They say it’s never too early to start investing, right?
If you want the kids in your life to benefit from genuine financial freedom when they come of age, you’ve got a few options to help them.
If you choose the right investment vehicle, the children that matter most to you can become an investor, too. It’s just a matter of weighing the pros and cons of each investment opportunity and understanding the rules around child investors and what you can do to help save for a child.
This guide will explain everything you need to know about child investors, including whether a child can invest in stocks, what the best investment account for a child is, and how you can invest for a child’s future.
Can a Child Invest in Stocks?
The short answer is: no, children cannot directly invest in stocks. But the long answer isn’t quite that black and white, so just bear with us for a minute.
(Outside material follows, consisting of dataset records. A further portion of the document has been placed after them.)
//! The tagged parser event stream and parse options.
//!
//! Every parser, regardless of source format, yields the same finite
//! sequence of [`ParseEvent`]s:
//!
//! 1. exactly one [`ParseEvent::Meta`],
//! 2. exactly one [`ParseEvent::Members`] (possibly empty),
//! 3. zero or more [`ParseEvent::Messages`] batches of at most
//!    `batch_size` messages,
//! 4. [`ParseEvent::Progress`] interleaved at a bounded rate,
//! 5. exactly one terminal [`ParseEvent::Done`].
//!
//! Errors terminate the stream through the iterator's `Err` item. The
//! consumer (the import coordinator) relies on this ordering contract, not
//! on any parser-specific behavior.

use std::sync::Arc;
use std::sync::atomic::{AtomicBool, Ordering};

use serde::{Deserialize, Serialize};

use crate::types::{ChatMeta, MemberRecord, RawMessage};

/// Default number of messages per `Messages` batch.
pub const DEFAULT_BATCH_SIZE: usize = 500;

/// Default number of messages between `Progress` events.
pub const DEFAULT_PROGRESS_INTERVAL: usize = 1000;

/// Default maximum size of a single record in bytes.
pub const DEFAULT_MAX_RECORD_SIZE: usize = 10 * 1024 * 1024;

/// One event in a parse stream.
#[derive(Debug, Clone, PartialEq)]
pub enum ParseEvent {
    /// Chat-level metadata; always the first event.
    Meta(ChatMeta),

    /// The roster, emitted once after `Meta`. Empty when the format carries
    /// no roster and members are inferred from messages.
    Members(Vec<MemberRecord>),

    /// A bounded batch of parsed messages.
    Messages(Vec<RawMessage>),

    /// Byte-level progress, interleaved at a bounded rate.
    Progress(StreamProgress),

    /// Terminal event carrying final counts.
    Done {
        message_count: u64,
        member_count: u64,
    },
}

/// Byte-level progress snapshot from a parser.
#[derive(Debug, Clone, Copy, Default, PartialEq, Eq, Serialize, Deserialize)]
pub struct StreamProgress {
    /// Bytes consumed from the source file so far
    pub bytes_processed: u64,

    /// Total file size, if known
    pub total_bytes: Option<u64>,

    /// Messages emitted so far
    pub messages_processed: u64,
}

impl StreamProgress {
    pub fn new(bytes_processed: u64, total_bytes: Option<u64>, messages_processed: u64) -> Self {
        Self {
            bytes_processed,
            total_bytes,
            messages_processed,
        }
    }

    /// Returns the progress as a percentage (0.0 - 100.0), if the total is
    /// known.
    pub fn percentage(&self) -> Option<f64> {
        self.total_bytes.map(|total| {
            if total == 0 {
                100.0
            } else {
                (self.bytes_processed as f64 / total as f64) * 100.0
            }
        })
    }
}

/// Cooperative cancellation token.
///
/// Cloned freely; all clones observe the same flag. Parsers and the import
/// coordinator check it at batch boundaries; analytics jobs at row
/// checkpoints. There is no preemption.
#[derive(Debug, Clone, Default)]
pub struct CancelToken {
    flag: Arc<AtomicBool>,
}

impl CancelToken {
    pub fn new() -> Self {
        Self::default()
    }

    /// Requests cancellation. Idempotent.
    pub fn cancel(&self) {
        self.flag.store(true, Ordering::Relaxed);
    }

    /// Returns `true` once cancellation has been requested.
    pub fn is_canceled(&self) -> bool {
        self.flag.load(Ordering::Relaxed)
    }
}

/// Options controlling a single parse run.
///
/// # Example
///
/// ```rust
/// use chatlens::event::ParseOptions;
///
/// let options = ParseOptions::new()
///     .with_batch_size(200)
///     .with_tz_offset_secs(9 * 3600); // JST
/// assert_eq!(options.batch_size, 200);
/// ```
#[derive(Debug, Clone)]
pub struct ParseOptions {
    /// Maximum messages per `Messages` batch (default: 500)
    pub batch_size: usize,

    /// Messages between `Progress` events (default: 1000)
    pub progress_interval: usize,

    /// Fixed UTC offset in seconds applied to wall-clock timestamps.
    /// `None` means the host local zone at parse time.
    pub tz_offset_secs: Option<i32>,

    /// Maximum size of a single record in bytes (default: 10MB)
    pub max_record_size: usize,

    /// Cooperative cancellation token checked at batch boundaries
    pub cancel: CancelToken,
}

impl Default for ParseOptions {
    fn default() -> Self {
        Self {
            batch_size: DEFAULT_BATCH_SIZE,
            progress_interval: DEFAULT_PROGRESS_INTERVAL,
            tz_offset_secs: None,
            max_record_size: DEFAULT_MAX_RECORD_SIZE,
            cancel: CancelToken::new(),
        }
    }
}

impl ParseOptions {
    pub fn new() -> Self {
        Self::default()
    }

    #[must_use]
    pub fn with_batch_size(mut self, size: usize) -> Self {
        self.batch_size = size.max(1);
        self
    }

    #[must_use]
    pub fn with_progress_interval(mut self, interval: usize) -> Self {
        self.progress_interval = interval.max(1);
        self
    }

    #[must_use]
    pub fn with_tz_offset_secs(mut self, offset: i32) -> Self {
        self.tz_offset_secs = Some(offset);
        self
    }

    #[must_use]
    pub fn with_max_record_size(mut self, size: usize) -> Self {
        self.max_record_size = size;
        self
    }

    #[must_use]
    pub fn with_cancel(mut self, token: CancelToken) -> Self {
        self.cancel = token;
        self
    }

    /// Resolves the effective offset: the explicit override, or the host
    /// local zone.
    pub fn effective_tz_offset(&self) -> i32 {
        use chrono::Offset;
        self.tz_offset_secs.unwrap_or_else(|| {
            chrono::Local::now().offset().fix().local_minus_utc()
        })
    }
}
If you want to buy and sell stocks on the stock market, you’ll generally need to set up a brokerage account to do so.
Why is that important?
It’s important because just about every brokerage firm in the sector imposes a universal requirement that you’ve got to be at least 18 years of age or older in order to open a brokerage account with the firm.
That means a 16-year-old kid cannot simply march up to a stockbroker, set up an account, and start trading that same day.
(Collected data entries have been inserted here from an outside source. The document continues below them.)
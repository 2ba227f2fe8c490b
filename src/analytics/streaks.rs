//! Monologue streak analysis.
//!
//! A streak is a maximal run of at least `min_len` consecutive messages
//! from one sender where each consecutive pair is within `idle_gap`
//! seconds.

use std::collections::HashMap;

use serde::Serialize;

use crate::error::Result;
use crate::store::Store;

use super::{QueryOpts, member_names, scan_messages};

/// Streak detection parameters.
#[derive(Debug, Clone, Copy)]
pub struct StreakParams {
    /// Minimum run length that counts as a streak (default: 3)
    pub min_len: usize,
    /// Maximum seconds between consecutive messages in a run (default: 300)
    pub idle_gap: i64,
}

impl Default for StreakParams {
    fn default() -> Self {
        Self {
            min_len: 3,
            idle_gap: 300,
        }
    }
}

/// One member's streak statistics.
#[derive(Debug, Clone, Default, Serialize)]
pub struct MemberStreaks {
    pub member_id: i64,
    pub name: String,
    pub total_streaks: u64,
    pub max_combo: u64,
    /// Streaks of length 3-4
    pub low_streak: u64,
    /// Streaks of length 5-9
    pub mid_streak: u64,
    /// Streaks of length >= 10
    pub high_streak: u64,
}

/// The single all-time longest combo.
#[derive(Debug, Clone, Copy, PartialEq, Eq, Serialize)]
pub struct MaxComboRecord {
    pub member_id: i64,
    pub combo_length: u64,
    pub start_ts: i64,
}

/// Streak analysis results.
#[derive(Debug, Clone, Serialize)]
pub struct StreakReport {
    pub members: Vec<MemberStreaks>,
    /// Ties broken by later start timestamp (most recent wins)
    pub max_combo_record: Option<MaxComboRecord>,
}

/// Finds monologue streaks over the filtered window.
pub fn monologue_streaks(
    store: &Store,
    corpus_id: &str,
    opts: &QueryOpts,
    params: StreakParams,
) -> Result<StreakReport> {
    struct Run {
        member_id: i64,
        len: u64,
        start_ts: i64,
        last_ts: i64,
    }

    let mut stats: HashMap<i64, MemberStreaks> = HashMap::new();
    let mut best: Option<MaxComboRecord> = None;
    let mut run: Option<Run> = None;

    let close_run = |run: &Option<Run>,
                         stats: &mut HashMap<i64, MemberStreaks>,
                         best: &mut Option<MaxComboRecord>| {
        let Some(r) = run else { return };
        if (r.len as usize) < params.min_len {
            return;
        }
        let entry = stats.entry(r.member_id).or_default();
        entry.member_id = r.member_id;
        entry.total_streaks += 1;
        entry.max_combo = entry.max_combo.max(r.len);
        match r.len {
            3..=4 => entry.low_streak += 1,
            5..=9 => entry.mid_streak += 1,
            _ => entry.high_streak += 1,
        }
        // Most recent combo wins ties; the scan is chronological, so a
        // later equal-length run replaces the record.
        if best.map(|b| r.len >= b.combo_length).unwrap_or(true) {
            *best = Some(MaxComboRecord {
                member_id: r.member_id,
                combo_length: r.len,
                start_ts: r.start_ts,
            });
        }
    };

    scan_messages(store, corpus_id, opts, |row| {
        match &mut run {
            Some(r) if r.member_id == row.sender_id && row.ts - r.last_ts <= params.idle_gap => {
                r.len += 1;
                r.last_ts = row.ts;
            }
            _ => {
                close_run(&run, &mut stats, &mut best);
                run = Some(Run {
                    member_id: row.sender_id,
                    len: 1,
                    start_ts: row.ts,
                    last_ts: row.ts,
                });
            }
        }
        Ok(())
    })?;
    close_run(&run, &mut stats, &mut best);

    let names = member_names(store, corpus_id)?;
    let mut members: Vec<MemberStreaks> = stats
        .into_values()
        .map(|mut m| {
            m.name = names.get(&m.member_id).cloned().unwrap_or_default();
            m
        })
        .collect();
    members.sort_by(|a, b| {
        b.total_streaks
            .cmp(&a.total_streaks)
            .then(a.member_id.cmp(&b.member_id))
    });

    Ok(StreakReport {
        members,
        max_combo_record: best,
    })
}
As a result, in most jurisdictions, a child isn’t allowed to invest in stocks — or, at least, they can’t invest in stocks the same way that an adult can.
But just because child investors can’t legally trade stocks doesn’t mean a child can’t still become a stock investor of sorts. You’ll just need to help them out to get started.
Investing in stocks for the kids that are important in your life is a fantastic way to teach them about finance and help them to get ready for the future.
What’s the biggest benefit of investing in stock for children? Time is on their side.
Generally speaking, stock market investments for children have really long horizons.
That’s because the money invested on behalf of a child will be spending more time in the market. As a result, it’ll make a way bigger impact on their financial future thanks to the magical power of compounding.
Suppose you want to help teach your child, grandchild, niece, nephew, or any other important kid in your life to become a child investor. In that case, there are actually several dynamic investment vehicles you can set up that will enable them to invest in stocks indirectly.
Popular options that introduce children to stock investments include UGMA custodial accounts, 529 plans, and Roth IRAs. In fact, if you’re keen on a custodial account, EarlyBird can help you start investing in stocks for your child in a matter of minutes — but we’ll get to that shortly.
The key takeaway here should be that children under 18 can’t legally set up a brokerage account and buy stock shares. But there are investment vehicles out there designed to help you invest in stocks, ETAs, or securities alongside your child.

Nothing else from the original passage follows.